> _TASK DESCRIPTION_
In the records below, find the line containing "a cancel signal" and the line containing "use crate::constants::FETCH_DATA_TIMEOUT;"; please repeat exactly the lines from one to the other, both included, and nothing more.

-- Opening Marker --

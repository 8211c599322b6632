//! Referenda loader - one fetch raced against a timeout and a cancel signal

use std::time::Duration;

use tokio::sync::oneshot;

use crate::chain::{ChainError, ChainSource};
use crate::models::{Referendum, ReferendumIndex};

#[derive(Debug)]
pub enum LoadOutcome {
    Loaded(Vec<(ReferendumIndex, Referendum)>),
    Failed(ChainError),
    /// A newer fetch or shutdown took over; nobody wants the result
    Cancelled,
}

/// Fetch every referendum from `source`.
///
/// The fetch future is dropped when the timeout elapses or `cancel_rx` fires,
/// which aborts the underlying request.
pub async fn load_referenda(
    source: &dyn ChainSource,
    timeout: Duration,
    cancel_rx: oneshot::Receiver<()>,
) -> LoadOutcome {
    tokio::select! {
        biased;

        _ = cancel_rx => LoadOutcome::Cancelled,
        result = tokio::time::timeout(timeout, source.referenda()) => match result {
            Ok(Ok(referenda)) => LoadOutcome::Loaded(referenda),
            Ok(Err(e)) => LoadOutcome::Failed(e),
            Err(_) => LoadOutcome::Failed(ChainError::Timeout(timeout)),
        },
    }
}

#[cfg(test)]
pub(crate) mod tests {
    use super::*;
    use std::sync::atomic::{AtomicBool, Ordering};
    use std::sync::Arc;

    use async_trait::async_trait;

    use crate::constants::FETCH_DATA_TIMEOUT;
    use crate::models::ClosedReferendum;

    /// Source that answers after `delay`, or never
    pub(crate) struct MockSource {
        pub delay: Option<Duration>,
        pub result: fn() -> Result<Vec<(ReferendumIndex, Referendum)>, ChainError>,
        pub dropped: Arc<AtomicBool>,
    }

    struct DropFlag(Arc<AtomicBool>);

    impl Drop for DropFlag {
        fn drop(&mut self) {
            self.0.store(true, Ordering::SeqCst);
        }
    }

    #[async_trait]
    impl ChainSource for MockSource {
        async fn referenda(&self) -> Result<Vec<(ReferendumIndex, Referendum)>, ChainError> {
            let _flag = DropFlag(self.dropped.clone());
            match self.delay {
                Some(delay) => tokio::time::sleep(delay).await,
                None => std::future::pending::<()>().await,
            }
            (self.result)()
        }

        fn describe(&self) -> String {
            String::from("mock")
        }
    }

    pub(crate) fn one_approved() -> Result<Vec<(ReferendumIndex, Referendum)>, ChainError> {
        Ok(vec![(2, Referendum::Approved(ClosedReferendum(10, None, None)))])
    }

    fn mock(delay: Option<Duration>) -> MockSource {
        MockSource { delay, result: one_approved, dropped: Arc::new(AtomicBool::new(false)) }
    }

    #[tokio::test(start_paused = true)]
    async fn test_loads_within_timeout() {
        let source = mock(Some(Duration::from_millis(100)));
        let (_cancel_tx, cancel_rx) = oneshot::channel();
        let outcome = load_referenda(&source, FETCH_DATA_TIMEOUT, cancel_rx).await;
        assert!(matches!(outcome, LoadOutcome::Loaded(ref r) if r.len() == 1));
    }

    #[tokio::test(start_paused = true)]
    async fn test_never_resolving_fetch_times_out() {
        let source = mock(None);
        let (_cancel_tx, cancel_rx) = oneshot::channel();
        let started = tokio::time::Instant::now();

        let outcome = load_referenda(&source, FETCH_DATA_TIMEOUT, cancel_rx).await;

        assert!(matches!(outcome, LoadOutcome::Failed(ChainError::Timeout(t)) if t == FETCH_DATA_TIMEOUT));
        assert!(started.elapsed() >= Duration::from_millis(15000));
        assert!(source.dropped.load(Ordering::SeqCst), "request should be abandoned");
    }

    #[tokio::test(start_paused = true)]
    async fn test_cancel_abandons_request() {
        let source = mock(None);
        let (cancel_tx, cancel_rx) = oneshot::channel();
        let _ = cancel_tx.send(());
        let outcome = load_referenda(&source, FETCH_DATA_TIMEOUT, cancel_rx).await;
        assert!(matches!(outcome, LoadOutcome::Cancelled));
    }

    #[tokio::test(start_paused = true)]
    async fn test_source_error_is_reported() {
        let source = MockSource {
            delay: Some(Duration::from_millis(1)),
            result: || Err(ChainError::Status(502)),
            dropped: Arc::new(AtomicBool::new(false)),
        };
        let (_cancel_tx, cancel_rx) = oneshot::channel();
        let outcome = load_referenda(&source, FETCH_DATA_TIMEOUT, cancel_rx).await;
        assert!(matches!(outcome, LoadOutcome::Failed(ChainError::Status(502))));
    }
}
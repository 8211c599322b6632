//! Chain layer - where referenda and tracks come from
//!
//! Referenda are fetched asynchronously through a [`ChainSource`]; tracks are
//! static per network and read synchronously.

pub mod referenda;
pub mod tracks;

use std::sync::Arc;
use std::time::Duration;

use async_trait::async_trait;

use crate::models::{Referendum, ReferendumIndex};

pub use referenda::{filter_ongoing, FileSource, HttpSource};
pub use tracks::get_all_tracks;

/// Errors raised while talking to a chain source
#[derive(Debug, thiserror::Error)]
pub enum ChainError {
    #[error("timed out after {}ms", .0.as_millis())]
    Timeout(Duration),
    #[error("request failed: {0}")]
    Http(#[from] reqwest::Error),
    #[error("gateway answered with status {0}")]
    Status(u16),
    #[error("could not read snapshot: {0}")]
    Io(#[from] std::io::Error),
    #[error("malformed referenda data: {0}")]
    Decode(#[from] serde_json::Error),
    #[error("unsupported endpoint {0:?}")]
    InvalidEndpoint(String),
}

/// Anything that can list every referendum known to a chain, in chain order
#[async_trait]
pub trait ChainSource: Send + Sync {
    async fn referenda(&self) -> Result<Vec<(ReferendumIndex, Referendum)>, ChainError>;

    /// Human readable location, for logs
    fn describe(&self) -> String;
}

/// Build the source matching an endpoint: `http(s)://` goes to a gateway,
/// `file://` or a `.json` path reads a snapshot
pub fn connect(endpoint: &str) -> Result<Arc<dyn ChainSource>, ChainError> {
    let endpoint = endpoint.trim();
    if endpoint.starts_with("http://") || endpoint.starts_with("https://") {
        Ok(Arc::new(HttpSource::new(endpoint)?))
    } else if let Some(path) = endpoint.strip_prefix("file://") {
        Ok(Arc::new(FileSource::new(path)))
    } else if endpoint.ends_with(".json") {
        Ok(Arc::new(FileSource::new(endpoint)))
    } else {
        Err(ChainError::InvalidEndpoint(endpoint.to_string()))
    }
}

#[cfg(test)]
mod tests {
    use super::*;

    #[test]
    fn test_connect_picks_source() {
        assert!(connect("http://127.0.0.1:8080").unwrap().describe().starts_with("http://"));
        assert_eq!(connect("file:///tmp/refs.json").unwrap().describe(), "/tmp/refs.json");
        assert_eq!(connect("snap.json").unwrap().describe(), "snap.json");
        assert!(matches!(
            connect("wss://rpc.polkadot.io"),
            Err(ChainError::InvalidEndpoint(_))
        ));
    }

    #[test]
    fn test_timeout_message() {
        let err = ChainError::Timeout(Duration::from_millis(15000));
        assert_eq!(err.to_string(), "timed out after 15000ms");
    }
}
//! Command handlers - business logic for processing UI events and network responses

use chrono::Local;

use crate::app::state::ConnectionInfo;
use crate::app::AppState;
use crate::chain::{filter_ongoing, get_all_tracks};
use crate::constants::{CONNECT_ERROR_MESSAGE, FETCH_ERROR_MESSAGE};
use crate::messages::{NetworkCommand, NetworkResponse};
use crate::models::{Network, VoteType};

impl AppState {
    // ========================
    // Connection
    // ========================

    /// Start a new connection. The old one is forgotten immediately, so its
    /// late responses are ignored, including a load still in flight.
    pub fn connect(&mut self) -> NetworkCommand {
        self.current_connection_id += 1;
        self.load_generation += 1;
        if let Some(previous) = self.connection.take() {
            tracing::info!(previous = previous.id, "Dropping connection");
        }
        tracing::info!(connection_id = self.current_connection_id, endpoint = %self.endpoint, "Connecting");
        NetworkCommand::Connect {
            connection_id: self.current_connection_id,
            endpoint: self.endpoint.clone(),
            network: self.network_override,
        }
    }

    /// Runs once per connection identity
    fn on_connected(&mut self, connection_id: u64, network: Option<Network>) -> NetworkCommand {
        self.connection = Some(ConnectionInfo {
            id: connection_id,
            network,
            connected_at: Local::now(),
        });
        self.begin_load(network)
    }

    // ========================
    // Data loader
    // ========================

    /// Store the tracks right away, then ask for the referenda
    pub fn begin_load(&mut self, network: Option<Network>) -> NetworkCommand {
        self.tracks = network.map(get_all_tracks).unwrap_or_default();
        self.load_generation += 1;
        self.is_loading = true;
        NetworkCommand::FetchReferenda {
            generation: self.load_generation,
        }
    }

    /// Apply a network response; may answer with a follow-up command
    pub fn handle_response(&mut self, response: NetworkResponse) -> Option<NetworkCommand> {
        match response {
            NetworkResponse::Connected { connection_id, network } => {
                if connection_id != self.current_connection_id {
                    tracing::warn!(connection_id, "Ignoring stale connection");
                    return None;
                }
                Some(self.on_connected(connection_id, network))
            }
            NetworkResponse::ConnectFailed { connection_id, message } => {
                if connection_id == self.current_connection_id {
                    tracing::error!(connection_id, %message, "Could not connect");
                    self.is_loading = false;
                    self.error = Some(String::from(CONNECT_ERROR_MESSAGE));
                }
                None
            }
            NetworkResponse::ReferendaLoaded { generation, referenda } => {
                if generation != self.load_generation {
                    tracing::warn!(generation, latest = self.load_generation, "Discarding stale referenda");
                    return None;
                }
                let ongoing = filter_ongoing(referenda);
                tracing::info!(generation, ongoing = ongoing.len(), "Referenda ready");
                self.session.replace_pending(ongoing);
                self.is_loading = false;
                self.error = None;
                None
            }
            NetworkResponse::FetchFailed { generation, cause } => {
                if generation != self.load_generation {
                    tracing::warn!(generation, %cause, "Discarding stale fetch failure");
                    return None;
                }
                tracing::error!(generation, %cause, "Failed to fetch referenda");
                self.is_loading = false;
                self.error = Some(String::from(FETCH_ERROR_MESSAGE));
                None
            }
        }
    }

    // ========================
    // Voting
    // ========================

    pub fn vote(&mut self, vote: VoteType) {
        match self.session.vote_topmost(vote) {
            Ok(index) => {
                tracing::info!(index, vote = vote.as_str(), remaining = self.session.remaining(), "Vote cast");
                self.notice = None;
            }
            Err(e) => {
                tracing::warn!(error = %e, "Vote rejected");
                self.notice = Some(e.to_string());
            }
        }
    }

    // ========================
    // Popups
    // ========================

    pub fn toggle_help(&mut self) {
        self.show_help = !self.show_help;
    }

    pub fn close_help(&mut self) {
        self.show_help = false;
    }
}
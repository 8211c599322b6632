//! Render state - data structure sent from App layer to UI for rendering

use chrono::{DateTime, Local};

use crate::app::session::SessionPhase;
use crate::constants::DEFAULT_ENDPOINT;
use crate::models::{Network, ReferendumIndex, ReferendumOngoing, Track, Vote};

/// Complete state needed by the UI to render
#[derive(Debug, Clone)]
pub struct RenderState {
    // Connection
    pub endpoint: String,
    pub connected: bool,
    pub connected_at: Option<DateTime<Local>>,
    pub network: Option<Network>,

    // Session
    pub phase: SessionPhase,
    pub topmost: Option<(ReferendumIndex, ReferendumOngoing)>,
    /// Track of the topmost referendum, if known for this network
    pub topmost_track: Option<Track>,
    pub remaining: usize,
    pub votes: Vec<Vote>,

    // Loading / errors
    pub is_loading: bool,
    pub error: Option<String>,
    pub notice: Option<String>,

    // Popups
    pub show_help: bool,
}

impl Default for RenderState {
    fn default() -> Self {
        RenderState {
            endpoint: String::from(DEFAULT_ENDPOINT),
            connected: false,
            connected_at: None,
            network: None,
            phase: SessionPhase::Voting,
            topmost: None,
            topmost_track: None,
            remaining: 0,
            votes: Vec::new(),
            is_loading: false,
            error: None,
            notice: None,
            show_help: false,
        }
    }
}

-- Closing Marker --

> _YOUR SOLUTION_
//! Referenda loader - one fetch raced against a timeout and a cancel signal

use std::time::Duration;

use tokio::sync::oneshot;

use crate::chain::{ChainError, ChainSource};
use crate::models::{Referendum, ReferendumIndex};

#[derive(Debug)]
pub enum LoadOutcome {
    Loaded(Vec<(ReferendumIndex, Referendum)>),
    Failed(ChainError),
    /// A newer fetch or shutdown took over; nobody wants the result
    Cancelled,
}

/// Fetch every referendum from `source`.
///
/// The fetch future is dropped when the timeout elapses or `cancel_rx` fires,
/// which aborts the underlying request.
pub async fn load_referenda(
    source: &dyn ChainSource,
    timeout: Duration,
    cancel_rx: oneshot::Receiver<()>,
) -> LoadOutcome {
    tokio::select! {
        biased;

        _ = cancel_rx => LoadOutcome::Cancelled,
        result = tokio::time::timeout(timeout, source.referenda()) => match result {
            Ok(Ok(referenda)) => LoadOutcome::Loaded(referenda),
            Ok(Err(e)) => LoadOutcome::Failed(e),
            Err(_) => LoadOutcome::Failed(ChainError::Timeout(timeout)),
        },
    }
}

#[cfg(test)]
pub(crate) mod tests {
    use super::*;
    use std::sync::atomic::{AtomicBool, Ordering};
    use std::sync::Arc;

    use async_trait::async_trait;

    use crate::constants::FETCH_DATA_TIMEOUT;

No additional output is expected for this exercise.